**TASK DIRECTIONS**
From the data, copy out every line in which the word "first" appears.

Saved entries
[Start of Attachment]
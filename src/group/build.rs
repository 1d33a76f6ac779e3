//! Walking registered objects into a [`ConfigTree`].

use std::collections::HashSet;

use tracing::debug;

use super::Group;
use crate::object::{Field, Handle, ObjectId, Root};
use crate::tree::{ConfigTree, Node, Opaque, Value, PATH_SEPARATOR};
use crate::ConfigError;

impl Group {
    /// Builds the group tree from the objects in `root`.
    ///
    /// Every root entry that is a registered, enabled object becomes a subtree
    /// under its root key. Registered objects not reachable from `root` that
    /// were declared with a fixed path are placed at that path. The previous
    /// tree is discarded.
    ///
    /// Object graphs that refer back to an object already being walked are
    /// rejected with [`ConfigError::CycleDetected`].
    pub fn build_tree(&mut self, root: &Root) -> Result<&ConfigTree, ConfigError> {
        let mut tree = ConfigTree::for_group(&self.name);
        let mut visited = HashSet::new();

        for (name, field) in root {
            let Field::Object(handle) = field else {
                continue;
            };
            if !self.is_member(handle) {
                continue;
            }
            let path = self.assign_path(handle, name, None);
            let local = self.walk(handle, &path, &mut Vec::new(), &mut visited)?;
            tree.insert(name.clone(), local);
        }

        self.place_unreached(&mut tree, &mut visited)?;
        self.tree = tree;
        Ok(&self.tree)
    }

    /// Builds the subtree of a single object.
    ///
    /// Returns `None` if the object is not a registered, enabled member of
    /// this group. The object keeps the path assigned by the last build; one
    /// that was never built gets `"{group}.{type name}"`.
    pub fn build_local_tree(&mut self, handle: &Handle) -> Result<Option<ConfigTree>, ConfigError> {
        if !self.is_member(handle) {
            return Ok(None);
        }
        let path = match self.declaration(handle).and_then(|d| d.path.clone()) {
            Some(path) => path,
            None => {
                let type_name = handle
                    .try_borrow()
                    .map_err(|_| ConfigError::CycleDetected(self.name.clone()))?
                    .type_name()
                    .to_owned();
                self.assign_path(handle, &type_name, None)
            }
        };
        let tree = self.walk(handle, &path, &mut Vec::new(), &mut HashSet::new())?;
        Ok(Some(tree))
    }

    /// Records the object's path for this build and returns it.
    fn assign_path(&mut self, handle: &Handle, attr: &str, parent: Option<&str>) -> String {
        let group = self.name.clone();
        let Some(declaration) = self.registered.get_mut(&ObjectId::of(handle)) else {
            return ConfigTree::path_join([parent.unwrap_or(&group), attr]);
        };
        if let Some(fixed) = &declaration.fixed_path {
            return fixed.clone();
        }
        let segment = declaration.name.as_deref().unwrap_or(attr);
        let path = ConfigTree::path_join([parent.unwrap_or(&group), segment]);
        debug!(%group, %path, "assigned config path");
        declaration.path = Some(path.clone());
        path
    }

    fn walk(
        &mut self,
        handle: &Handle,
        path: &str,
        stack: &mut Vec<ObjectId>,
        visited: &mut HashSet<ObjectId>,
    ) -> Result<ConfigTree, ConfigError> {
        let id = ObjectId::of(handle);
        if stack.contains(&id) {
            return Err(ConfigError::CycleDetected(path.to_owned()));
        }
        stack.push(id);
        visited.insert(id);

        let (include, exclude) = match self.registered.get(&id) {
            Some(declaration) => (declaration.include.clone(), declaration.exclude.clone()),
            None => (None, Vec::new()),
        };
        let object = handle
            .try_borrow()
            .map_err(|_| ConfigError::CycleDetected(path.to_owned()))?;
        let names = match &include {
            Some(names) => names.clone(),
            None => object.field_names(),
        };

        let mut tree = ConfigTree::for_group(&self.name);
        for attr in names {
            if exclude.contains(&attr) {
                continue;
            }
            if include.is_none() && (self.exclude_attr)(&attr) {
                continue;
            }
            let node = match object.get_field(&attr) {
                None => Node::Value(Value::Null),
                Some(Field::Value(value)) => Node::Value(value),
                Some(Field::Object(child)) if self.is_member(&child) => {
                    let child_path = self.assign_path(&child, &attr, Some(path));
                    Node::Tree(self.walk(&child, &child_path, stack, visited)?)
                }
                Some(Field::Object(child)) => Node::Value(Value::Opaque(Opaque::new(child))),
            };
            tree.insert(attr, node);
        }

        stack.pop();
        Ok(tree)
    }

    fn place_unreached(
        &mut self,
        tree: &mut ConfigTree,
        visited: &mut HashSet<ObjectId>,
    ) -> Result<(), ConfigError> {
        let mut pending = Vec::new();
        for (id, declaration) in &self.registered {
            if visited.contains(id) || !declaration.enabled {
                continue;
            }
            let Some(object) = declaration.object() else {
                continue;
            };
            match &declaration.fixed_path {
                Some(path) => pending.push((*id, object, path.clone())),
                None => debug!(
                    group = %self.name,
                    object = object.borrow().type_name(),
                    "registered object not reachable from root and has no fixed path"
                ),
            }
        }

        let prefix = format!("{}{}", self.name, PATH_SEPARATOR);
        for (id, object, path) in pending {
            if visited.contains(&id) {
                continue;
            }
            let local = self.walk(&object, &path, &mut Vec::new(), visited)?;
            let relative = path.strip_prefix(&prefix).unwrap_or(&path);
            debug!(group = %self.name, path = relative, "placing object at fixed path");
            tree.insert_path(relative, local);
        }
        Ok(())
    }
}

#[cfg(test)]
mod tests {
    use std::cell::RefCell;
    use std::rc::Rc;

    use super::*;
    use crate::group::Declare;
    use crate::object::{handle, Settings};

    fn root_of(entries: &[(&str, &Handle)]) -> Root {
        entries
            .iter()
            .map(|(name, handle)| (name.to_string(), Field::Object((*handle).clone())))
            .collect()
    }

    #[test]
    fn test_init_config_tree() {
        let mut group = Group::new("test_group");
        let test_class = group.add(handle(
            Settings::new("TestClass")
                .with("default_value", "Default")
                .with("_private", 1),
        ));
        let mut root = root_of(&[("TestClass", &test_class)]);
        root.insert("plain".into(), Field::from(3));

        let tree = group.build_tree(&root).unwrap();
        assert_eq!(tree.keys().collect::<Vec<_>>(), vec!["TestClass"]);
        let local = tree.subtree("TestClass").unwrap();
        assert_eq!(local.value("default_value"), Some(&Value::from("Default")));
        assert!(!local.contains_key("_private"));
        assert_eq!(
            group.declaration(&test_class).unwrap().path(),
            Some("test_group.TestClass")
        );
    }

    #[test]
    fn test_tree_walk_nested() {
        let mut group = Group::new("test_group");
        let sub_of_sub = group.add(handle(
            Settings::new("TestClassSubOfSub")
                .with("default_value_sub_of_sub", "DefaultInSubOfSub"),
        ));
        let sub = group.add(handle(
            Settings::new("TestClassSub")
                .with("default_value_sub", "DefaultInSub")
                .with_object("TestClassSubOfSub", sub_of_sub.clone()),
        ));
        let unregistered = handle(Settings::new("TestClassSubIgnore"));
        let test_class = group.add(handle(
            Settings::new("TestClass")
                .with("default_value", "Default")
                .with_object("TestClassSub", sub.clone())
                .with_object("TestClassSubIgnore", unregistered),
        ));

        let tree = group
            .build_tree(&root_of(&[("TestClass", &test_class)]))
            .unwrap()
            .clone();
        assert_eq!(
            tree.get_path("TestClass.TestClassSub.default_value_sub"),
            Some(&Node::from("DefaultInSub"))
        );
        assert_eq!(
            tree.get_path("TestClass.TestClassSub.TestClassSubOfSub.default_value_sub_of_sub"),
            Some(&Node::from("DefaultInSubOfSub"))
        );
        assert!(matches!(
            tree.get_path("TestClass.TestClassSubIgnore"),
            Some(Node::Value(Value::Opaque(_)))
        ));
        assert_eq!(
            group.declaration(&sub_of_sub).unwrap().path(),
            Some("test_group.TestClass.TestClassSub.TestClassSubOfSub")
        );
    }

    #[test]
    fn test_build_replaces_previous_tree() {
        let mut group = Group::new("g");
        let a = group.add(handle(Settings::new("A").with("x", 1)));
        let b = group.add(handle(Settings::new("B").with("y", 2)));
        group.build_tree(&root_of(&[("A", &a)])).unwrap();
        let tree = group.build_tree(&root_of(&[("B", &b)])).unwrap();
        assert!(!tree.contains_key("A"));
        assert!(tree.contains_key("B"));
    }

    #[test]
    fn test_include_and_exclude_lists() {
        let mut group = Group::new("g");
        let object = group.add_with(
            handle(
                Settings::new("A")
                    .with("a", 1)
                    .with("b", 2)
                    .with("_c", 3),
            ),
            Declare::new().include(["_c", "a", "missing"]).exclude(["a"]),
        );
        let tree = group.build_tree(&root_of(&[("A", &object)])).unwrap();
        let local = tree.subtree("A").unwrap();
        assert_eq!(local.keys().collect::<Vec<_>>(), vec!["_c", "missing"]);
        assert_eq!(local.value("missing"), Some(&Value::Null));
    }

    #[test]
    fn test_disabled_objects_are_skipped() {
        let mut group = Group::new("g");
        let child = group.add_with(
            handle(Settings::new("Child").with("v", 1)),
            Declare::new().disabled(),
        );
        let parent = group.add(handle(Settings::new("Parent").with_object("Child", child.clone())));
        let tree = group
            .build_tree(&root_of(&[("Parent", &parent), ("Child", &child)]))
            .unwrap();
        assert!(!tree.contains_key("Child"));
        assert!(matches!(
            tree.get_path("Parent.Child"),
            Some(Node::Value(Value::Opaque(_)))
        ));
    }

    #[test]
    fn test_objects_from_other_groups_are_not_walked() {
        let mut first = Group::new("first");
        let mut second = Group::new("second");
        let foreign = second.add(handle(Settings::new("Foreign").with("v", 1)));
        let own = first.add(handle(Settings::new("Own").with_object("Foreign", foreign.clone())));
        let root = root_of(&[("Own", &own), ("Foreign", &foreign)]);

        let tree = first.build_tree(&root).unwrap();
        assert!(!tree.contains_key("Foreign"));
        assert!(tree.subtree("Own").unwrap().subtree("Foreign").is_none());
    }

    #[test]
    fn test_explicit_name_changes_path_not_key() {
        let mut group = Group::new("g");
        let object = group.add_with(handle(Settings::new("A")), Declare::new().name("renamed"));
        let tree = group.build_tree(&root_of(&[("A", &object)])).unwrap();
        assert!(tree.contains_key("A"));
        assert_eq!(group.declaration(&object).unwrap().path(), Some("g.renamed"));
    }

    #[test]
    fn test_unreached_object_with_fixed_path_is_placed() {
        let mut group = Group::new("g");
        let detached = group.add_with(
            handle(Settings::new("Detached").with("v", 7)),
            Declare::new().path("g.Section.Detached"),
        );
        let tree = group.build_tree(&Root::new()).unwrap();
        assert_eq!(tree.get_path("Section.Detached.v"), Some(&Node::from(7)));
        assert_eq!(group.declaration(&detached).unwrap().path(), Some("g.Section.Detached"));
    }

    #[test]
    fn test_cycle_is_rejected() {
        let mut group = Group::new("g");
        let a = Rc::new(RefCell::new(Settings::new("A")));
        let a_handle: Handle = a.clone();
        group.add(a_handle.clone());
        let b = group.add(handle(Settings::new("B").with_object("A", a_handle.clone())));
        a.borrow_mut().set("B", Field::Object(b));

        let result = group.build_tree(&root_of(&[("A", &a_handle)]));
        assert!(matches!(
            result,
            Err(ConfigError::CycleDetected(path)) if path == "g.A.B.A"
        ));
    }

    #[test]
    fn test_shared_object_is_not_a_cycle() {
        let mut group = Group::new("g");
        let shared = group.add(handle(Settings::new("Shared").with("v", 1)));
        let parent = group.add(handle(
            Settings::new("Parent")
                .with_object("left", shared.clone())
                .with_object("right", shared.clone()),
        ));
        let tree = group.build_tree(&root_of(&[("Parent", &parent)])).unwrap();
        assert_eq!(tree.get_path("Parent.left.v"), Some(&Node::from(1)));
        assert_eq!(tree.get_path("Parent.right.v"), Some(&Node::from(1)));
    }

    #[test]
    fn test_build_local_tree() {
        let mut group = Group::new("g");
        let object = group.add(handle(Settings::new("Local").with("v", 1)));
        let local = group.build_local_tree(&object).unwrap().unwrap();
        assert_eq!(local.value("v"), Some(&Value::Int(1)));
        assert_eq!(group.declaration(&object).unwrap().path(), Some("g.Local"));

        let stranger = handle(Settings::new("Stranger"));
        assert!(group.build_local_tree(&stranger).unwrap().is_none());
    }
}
[End of Attachment]
[Start of Attachment]
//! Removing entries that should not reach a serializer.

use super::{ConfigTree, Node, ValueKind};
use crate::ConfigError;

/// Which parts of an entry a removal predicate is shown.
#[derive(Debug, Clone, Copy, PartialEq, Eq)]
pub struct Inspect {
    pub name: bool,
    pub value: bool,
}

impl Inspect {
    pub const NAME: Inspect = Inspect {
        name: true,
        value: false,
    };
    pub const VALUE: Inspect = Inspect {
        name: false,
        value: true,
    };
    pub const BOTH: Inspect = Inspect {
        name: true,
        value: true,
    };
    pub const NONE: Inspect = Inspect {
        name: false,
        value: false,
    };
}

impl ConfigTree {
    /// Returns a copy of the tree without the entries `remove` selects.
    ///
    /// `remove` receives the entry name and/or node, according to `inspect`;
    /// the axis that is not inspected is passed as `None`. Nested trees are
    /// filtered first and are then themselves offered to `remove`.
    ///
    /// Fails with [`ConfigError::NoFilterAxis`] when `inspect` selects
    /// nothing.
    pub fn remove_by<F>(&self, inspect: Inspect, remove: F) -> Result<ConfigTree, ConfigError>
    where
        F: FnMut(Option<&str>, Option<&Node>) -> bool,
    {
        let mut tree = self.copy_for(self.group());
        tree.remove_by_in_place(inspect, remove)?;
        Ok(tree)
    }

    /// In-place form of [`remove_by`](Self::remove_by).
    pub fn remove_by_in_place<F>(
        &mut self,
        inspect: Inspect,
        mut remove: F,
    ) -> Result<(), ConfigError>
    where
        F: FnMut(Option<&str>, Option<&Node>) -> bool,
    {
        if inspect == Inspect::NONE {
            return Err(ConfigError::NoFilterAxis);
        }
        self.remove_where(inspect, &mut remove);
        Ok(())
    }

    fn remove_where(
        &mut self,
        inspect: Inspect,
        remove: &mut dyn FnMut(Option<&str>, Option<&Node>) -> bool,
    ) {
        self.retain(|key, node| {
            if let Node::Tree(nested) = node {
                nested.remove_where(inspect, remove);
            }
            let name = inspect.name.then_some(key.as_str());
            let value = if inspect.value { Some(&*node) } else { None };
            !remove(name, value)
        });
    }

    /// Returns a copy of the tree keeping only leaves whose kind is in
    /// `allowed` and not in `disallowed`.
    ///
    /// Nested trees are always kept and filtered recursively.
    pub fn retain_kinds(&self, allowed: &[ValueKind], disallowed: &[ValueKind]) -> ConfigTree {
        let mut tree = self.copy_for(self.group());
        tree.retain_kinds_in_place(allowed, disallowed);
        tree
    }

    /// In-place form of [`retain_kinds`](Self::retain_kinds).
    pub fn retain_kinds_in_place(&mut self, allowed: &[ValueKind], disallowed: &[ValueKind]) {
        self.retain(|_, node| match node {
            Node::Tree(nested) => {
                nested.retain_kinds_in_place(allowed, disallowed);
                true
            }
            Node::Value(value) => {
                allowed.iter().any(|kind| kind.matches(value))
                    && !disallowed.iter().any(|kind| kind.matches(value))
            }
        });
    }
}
[End of Attachment]
**RESPONSE TO THIS EXERCISE**
        let mut first = Group::new("first");
        let own = first.add(handle(Settings::new("Own").with_object("Foreign", foreign.clone())));
        let tree = first.build_tree(&root).unwrap();
    /// filtered first and are then themselves offered to `remove`.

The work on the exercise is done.